*Exercise description:* Please take the records that follow and repeat exactly the lines starting with the line with "fn drop(&mut self)" and going on through the line with "trigger rejected, a".

Source records
^^^^

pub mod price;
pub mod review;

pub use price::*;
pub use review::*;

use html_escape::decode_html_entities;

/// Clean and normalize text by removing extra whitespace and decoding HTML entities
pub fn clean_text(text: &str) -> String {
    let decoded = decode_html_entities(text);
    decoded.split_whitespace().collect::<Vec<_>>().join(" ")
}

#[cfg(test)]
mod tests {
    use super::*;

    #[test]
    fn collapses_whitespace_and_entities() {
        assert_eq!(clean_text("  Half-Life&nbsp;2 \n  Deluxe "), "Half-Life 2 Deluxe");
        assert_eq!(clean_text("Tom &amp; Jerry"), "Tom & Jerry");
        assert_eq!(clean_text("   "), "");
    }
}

^^^^

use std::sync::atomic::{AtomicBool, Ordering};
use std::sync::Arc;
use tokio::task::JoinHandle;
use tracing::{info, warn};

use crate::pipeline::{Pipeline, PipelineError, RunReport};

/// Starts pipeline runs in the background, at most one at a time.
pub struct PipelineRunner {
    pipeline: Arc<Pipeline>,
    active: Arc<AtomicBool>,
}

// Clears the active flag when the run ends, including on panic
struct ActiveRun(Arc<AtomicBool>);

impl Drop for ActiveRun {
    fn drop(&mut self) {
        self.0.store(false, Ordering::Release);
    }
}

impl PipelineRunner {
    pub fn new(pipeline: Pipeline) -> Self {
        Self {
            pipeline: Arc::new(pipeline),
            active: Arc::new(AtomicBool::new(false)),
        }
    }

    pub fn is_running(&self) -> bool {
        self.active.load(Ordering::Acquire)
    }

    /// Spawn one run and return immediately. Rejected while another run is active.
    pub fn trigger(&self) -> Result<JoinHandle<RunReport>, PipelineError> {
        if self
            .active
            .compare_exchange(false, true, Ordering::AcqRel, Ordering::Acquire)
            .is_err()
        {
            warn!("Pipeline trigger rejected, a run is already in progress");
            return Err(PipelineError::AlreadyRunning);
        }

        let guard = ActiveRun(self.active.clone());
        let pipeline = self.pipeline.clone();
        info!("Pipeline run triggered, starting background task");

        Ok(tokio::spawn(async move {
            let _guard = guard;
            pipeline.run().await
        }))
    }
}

^^^^

*Written solution:*
    fn drop(&mut self) {
        self.0.store(false, Ordering::Release);
    }
}

impl PipelineRunner {
    pub fn new(pipeline: Pipeline) -> Self {
        Self {
            pipeline: Arc::new(pipeline),
            active: Arc::new(AtomicBool::new(false)),
        }
    }

    pub fn is_running(&self) -> bool {
        self.active.load(Ordering::Acquire)
    }

    /// Spawn one run and return immediately. Rejected while another run is active.
    pub fn trigger(&self) -> Result<JoinHandle<RunReport>, PipelineError> {
        if self
            .active
            .compare_exchange(false, true, Ordering::AcqRel, Ordering::Acquire)
            .is_err()
        {
            warn!("Pipeline trigger rejected, a run is already in progress");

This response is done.